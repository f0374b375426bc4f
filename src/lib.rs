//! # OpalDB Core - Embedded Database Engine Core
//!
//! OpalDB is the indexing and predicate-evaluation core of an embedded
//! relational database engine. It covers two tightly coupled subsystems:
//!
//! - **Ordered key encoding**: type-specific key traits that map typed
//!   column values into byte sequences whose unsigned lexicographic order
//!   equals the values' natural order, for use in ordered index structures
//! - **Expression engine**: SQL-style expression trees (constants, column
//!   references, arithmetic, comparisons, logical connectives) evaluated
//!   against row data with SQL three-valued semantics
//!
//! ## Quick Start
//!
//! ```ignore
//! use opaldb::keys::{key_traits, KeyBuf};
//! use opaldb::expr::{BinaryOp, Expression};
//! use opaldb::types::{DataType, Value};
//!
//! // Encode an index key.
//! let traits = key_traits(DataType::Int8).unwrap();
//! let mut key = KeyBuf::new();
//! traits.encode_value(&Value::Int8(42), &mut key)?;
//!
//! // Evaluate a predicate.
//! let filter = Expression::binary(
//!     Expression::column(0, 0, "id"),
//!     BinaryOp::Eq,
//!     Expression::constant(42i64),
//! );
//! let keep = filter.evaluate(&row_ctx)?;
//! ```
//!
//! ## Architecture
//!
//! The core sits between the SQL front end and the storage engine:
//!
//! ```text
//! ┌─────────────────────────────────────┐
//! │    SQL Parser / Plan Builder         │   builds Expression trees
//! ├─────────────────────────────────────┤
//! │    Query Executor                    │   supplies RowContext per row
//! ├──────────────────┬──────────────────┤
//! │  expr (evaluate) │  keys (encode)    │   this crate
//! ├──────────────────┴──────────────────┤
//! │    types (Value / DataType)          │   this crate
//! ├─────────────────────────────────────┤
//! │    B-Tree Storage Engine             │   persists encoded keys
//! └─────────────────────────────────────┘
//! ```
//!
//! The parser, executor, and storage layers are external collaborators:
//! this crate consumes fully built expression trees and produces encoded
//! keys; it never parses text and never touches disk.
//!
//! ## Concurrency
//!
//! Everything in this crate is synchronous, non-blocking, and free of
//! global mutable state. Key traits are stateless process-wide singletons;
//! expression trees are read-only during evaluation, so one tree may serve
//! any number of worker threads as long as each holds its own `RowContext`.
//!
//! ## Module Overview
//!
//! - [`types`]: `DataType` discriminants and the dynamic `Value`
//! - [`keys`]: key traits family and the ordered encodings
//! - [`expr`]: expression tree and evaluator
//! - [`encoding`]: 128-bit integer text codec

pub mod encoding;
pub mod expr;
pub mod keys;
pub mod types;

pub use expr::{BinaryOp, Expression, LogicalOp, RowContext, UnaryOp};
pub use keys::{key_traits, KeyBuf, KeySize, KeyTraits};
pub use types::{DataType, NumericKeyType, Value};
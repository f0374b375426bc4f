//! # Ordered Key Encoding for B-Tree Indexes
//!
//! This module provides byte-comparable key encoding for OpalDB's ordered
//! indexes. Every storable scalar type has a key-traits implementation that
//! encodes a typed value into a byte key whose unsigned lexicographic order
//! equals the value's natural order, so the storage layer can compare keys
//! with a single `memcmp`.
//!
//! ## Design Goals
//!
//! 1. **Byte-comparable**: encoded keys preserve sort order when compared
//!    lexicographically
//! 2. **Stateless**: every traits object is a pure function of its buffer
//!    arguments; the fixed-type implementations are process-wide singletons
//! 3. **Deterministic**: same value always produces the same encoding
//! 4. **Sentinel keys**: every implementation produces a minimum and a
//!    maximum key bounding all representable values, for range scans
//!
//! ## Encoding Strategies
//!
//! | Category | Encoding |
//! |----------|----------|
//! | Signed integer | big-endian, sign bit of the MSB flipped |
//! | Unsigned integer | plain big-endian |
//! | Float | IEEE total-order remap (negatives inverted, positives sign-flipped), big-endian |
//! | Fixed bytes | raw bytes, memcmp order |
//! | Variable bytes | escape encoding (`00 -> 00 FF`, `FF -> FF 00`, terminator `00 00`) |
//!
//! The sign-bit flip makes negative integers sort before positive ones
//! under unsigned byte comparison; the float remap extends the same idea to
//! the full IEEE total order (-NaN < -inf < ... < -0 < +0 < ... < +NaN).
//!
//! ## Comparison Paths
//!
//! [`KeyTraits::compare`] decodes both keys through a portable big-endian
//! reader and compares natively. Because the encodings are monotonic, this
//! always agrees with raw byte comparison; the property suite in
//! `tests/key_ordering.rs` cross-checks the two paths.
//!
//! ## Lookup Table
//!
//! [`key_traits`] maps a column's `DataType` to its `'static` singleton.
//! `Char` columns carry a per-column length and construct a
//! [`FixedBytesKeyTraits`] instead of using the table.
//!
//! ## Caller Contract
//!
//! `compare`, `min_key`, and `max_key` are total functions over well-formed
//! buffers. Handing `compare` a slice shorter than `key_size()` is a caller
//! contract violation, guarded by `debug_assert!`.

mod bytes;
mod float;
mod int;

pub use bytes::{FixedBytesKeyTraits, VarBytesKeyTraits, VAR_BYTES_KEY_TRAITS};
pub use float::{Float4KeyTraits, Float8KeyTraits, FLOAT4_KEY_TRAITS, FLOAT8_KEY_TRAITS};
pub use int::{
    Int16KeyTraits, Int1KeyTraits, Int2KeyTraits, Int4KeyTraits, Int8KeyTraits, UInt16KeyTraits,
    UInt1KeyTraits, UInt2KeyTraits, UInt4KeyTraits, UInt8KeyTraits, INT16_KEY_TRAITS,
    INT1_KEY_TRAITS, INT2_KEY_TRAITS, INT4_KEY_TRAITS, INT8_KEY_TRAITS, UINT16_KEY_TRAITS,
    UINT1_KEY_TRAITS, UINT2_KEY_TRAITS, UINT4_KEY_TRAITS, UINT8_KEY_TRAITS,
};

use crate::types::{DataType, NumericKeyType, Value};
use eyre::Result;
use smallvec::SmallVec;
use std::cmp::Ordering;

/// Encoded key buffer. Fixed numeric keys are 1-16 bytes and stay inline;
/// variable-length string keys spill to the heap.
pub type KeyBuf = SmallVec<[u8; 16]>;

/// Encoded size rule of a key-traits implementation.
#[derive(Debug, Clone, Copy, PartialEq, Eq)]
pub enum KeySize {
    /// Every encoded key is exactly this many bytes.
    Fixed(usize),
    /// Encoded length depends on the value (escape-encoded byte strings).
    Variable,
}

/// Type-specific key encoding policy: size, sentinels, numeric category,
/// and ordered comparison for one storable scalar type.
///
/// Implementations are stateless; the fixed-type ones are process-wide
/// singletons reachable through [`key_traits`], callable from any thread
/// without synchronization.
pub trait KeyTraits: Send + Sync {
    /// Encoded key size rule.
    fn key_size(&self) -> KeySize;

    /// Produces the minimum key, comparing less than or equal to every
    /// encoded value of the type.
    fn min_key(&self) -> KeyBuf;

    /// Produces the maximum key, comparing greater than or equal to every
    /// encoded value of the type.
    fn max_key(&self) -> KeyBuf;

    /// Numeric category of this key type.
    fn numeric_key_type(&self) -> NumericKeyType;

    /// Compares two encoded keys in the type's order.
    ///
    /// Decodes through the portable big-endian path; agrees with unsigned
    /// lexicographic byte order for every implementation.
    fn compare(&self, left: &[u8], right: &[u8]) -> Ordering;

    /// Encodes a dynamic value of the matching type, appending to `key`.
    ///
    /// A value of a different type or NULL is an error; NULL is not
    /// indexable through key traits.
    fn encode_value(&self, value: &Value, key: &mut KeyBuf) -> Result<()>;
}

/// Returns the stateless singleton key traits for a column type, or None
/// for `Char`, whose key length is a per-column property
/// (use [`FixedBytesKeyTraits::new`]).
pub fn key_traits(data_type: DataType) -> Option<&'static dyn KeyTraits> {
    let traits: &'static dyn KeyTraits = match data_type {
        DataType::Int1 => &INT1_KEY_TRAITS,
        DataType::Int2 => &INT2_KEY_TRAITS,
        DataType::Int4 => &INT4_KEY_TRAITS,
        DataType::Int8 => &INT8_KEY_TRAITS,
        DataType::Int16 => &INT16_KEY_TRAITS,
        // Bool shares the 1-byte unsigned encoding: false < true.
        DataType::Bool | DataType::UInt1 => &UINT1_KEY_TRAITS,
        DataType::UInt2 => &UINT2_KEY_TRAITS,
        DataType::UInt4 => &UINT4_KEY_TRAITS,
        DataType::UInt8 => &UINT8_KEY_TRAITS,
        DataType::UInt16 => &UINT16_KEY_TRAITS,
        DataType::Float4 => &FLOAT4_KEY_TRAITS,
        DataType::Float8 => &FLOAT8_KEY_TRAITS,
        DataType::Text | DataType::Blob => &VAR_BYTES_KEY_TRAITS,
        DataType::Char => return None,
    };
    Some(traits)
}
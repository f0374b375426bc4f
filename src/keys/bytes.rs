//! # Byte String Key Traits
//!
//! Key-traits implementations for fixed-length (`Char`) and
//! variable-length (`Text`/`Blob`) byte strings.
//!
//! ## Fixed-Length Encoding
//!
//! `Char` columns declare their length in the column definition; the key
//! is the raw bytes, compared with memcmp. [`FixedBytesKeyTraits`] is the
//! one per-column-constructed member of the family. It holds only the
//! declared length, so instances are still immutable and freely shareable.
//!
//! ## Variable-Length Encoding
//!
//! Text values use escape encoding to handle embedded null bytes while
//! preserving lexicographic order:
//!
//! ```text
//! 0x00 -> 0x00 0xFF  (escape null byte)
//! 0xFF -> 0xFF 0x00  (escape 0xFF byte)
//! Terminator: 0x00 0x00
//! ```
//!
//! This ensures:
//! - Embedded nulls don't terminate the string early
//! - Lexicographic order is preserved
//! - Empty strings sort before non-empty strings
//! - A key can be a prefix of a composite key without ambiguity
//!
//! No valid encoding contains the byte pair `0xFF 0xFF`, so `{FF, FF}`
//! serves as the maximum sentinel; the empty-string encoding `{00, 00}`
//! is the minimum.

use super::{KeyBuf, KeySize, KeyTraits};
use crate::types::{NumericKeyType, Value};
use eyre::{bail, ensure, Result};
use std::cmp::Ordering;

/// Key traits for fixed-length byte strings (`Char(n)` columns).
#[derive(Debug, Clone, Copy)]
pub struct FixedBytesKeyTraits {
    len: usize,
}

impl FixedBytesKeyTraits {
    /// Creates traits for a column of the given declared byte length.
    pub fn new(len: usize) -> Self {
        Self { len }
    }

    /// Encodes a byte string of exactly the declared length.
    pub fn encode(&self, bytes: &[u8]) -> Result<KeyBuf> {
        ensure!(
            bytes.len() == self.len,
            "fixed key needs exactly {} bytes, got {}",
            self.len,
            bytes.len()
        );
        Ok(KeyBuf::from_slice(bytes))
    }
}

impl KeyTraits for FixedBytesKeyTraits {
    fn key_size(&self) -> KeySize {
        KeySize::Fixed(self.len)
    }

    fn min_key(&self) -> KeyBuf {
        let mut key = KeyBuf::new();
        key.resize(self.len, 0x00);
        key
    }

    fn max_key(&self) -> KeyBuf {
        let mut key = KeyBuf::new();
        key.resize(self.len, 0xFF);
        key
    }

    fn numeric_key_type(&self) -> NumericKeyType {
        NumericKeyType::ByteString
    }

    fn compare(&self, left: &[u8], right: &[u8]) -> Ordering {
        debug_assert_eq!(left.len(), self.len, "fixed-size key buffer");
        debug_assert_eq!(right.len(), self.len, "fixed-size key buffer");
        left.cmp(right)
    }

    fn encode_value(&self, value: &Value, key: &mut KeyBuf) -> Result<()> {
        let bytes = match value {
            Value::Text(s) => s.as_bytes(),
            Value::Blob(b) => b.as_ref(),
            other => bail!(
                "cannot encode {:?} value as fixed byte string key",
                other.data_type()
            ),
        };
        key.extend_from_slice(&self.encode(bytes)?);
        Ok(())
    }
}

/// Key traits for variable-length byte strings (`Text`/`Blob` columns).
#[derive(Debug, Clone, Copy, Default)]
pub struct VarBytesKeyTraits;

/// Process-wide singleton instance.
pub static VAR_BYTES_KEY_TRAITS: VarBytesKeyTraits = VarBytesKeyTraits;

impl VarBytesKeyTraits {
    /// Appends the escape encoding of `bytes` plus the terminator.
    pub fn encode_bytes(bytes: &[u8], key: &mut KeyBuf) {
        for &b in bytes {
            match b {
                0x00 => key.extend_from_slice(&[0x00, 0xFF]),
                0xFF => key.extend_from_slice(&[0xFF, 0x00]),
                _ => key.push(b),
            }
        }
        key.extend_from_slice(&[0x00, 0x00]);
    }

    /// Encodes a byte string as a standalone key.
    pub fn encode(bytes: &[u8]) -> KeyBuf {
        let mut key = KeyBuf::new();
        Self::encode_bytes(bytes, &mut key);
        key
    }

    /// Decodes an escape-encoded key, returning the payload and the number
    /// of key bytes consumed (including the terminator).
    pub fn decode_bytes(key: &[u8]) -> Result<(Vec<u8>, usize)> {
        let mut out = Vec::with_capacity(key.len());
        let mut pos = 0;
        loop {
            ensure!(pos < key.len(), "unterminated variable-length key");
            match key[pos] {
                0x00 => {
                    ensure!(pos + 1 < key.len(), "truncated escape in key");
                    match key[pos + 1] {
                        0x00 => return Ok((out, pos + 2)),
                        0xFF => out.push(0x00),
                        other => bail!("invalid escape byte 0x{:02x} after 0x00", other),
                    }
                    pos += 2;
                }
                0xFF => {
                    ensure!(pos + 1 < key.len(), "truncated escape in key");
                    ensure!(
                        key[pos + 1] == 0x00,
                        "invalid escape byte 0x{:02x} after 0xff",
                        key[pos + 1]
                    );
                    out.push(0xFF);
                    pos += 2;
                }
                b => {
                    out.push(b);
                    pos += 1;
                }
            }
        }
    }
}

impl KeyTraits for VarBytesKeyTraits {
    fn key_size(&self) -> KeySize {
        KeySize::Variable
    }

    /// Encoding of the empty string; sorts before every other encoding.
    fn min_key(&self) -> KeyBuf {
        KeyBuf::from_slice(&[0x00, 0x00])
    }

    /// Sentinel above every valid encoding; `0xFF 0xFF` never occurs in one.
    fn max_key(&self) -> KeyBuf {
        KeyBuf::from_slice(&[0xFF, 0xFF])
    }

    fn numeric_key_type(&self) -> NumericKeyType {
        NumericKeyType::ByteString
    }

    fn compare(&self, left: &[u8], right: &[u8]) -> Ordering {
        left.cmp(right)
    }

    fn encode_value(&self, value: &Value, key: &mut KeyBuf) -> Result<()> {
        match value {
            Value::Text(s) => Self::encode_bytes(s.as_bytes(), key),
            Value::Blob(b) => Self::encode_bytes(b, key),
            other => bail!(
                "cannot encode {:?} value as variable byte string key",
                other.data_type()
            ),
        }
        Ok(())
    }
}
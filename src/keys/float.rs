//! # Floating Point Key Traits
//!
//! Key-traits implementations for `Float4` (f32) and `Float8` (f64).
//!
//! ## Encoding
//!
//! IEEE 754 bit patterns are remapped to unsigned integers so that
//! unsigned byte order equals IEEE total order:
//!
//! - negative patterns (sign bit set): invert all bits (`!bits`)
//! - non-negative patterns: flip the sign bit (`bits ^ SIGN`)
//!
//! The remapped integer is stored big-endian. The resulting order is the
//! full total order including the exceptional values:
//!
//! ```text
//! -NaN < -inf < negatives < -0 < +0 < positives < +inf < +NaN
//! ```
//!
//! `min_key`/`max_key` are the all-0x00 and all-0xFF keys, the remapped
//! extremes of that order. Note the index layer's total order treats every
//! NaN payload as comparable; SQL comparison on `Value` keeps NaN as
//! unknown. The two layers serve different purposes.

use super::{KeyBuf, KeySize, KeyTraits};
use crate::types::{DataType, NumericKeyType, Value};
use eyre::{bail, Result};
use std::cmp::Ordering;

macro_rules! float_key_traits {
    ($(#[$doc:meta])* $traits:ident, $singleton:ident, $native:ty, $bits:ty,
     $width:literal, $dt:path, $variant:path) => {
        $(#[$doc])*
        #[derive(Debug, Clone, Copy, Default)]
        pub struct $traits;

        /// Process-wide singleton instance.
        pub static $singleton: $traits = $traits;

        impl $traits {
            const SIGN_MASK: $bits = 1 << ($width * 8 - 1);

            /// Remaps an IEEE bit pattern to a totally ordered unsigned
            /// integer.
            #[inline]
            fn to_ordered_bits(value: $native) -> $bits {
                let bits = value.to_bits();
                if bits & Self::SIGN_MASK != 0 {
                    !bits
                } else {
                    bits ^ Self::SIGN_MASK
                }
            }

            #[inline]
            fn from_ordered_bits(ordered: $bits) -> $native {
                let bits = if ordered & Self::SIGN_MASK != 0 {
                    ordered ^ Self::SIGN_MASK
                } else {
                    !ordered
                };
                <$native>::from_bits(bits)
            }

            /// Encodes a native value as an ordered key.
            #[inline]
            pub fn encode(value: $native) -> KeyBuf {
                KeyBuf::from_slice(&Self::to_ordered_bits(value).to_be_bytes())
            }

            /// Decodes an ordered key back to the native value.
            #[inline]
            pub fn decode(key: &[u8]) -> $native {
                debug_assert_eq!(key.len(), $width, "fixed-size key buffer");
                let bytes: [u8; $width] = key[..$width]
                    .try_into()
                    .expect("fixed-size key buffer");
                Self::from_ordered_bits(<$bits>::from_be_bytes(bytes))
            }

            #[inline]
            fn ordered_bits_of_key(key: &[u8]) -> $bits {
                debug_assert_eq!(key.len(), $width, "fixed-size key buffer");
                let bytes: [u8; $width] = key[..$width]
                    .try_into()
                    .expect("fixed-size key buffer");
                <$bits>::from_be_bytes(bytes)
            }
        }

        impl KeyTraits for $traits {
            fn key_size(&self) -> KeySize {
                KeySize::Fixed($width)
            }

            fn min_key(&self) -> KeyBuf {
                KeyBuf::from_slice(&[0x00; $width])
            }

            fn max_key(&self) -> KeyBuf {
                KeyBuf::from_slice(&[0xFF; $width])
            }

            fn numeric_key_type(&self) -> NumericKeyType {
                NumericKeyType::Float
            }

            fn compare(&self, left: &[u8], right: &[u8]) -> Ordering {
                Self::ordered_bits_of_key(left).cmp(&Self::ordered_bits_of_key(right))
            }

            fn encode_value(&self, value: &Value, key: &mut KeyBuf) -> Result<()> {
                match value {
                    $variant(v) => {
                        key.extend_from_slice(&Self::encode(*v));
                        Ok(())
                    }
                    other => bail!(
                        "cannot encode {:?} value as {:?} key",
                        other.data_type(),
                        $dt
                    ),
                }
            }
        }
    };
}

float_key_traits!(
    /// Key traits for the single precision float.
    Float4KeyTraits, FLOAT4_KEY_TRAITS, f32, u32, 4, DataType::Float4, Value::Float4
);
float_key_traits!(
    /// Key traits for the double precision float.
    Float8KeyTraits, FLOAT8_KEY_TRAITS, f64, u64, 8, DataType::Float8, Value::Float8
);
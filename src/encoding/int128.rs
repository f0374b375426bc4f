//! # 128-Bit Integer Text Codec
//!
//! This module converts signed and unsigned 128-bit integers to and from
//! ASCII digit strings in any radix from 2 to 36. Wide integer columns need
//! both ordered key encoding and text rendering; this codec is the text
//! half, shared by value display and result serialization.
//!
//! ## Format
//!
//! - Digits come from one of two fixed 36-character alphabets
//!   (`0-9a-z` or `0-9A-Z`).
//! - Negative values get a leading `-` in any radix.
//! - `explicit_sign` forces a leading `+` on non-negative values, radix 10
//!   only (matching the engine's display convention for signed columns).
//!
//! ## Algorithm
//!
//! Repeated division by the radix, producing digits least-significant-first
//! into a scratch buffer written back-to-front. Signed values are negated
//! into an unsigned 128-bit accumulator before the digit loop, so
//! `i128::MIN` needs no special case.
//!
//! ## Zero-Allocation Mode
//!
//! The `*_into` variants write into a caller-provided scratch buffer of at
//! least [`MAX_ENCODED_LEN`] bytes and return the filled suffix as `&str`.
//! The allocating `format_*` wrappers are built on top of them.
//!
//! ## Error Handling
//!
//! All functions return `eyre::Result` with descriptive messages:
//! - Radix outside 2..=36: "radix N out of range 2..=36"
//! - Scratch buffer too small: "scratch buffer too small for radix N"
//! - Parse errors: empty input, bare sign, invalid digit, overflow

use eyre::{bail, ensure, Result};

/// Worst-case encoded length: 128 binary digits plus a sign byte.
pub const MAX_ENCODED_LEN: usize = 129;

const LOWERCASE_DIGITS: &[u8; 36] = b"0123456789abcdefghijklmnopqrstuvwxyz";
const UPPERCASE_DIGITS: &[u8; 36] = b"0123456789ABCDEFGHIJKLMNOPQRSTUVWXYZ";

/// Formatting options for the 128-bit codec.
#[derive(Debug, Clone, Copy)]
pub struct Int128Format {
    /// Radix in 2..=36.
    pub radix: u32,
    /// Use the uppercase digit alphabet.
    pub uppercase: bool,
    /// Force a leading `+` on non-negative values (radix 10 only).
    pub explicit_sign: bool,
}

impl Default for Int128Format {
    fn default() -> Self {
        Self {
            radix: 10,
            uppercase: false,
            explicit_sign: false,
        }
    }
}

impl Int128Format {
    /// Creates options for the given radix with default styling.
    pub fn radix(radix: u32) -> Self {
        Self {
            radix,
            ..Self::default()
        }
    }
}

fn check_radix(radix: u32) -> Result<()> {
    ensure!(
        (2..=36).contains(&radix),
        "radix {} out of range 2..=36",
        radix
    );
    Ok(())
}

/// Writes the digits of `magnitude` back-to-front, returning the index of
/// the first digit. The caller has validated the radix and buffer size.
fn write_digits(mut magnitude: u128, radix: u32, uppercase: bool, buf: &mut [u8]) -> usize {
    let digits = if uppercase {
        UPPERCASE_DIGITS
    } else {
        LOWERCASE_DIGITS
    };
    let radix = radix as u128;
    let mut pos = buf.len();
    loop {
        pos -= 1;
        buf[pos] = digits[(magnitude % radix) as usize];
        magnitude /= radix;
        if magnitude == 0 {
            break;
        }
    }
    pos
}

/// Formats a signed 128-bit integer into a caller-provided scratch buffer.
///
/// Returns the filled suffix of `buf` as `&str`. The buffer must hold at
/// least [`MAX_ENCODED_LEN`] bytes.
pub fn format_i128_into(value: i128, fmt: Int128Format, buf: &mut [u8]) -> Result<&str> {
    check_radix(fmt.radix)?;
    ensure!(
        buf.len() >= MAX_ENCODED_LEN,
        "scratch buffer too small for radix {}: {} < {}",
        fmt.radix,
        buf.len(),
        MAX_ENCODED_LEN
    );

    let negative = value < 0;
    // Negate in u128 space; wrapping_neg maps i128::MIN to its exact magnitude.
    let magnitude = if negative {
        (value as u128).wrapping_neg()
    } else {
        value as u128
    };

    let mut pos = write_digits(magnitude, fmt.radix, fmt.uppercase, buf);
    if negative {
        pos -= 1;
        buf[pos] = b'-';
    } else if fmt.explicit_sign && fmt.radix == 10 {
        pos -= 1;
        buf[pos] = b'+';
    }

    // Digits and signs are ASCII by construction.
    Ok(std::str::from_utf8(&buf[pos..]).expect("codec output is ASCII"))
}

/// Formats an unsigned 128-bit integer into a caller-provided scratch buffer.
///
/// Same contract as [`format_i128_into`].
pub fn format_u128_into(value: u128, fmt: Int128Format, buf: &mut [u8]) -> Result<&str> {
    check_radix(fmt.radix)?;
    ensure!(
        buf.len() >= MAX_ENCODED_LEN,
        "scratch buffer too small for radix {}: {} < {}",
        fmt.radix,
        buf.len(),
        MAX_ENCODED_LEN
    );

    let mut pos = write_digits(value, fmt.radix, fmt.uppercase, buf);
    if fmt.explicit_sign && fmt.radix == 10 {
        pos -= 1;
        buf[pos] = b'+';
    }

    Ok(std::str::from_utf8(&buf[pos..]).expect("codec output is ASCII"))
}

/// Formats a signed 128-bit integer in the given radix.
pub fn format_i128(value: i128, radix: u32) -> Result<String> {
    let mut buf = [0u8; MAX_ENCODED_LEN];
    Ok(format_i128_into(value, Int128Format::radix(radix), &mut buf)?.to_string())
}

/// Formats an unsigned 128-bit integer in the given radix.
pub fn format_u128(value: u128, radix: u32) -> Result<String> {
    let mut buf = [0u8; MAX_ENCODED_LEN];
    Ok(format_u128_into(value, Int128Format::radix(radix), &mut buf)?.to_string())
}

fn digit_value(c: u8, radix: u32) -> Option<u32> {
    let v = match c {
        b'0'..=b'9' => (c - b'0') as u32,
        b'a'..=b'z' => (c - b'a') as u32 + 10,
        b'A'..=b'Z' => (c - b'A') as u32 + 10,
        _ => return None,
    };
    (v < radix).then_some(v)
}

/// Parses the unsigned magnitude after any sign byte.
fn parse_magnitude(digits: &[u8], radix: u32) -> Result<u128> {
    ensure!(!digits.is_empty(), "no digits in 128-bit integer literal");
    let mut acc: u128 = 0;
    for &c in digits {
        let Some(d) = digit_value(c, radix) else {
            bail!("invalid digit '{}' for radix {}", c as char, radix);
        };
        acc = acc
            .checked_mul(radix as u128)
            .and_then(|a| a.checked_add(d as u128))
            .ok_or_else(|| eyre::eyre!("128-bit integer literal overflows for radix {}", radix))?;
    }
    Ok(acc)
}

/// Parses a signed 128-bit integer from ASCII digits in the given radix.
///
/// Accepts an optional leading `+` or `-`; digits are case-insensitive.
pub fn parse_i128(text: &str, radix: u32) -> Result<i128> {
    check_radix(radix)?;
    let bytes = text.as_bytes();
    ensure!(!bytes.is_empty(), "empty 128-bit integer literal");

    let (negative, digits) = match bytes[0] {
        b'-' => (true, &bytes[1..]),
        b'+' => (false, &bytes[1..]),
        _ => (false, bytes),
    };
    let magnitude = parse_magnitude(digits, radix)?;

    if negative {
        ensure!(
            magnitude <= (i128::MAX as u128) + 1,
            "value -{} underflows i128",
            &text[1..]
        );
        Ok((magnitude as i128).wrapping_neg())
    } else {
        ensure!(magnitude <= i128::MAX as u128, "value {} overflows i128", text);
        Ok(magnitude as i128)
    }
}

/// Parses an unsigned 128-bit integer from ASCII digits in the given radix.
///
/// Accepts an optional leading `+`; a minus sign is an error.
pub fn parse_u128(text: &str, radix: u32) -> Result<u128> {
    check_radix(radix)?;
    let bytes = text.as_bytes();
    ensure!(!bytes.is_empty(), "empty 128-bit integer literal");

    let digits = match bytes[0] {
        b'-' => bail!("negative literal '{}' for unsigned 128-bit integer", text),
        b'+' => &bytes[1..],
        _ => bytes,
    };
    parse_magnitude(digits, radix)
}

◆ ◆ ◆ ◆ ◆ ◆ ◆

• _Your goal_
Every line above with the word "that" is to be copied out.

• _Task output_
//! - **Ordered key encoding**: type-specific key traits that map typed
//! indexes. Every storable scalar type has a key-traits implementation that
//! IEEE 754 bit patterns are remapped to unsigned integers so that
//! extremes of that order. Note the index layer's total order treats every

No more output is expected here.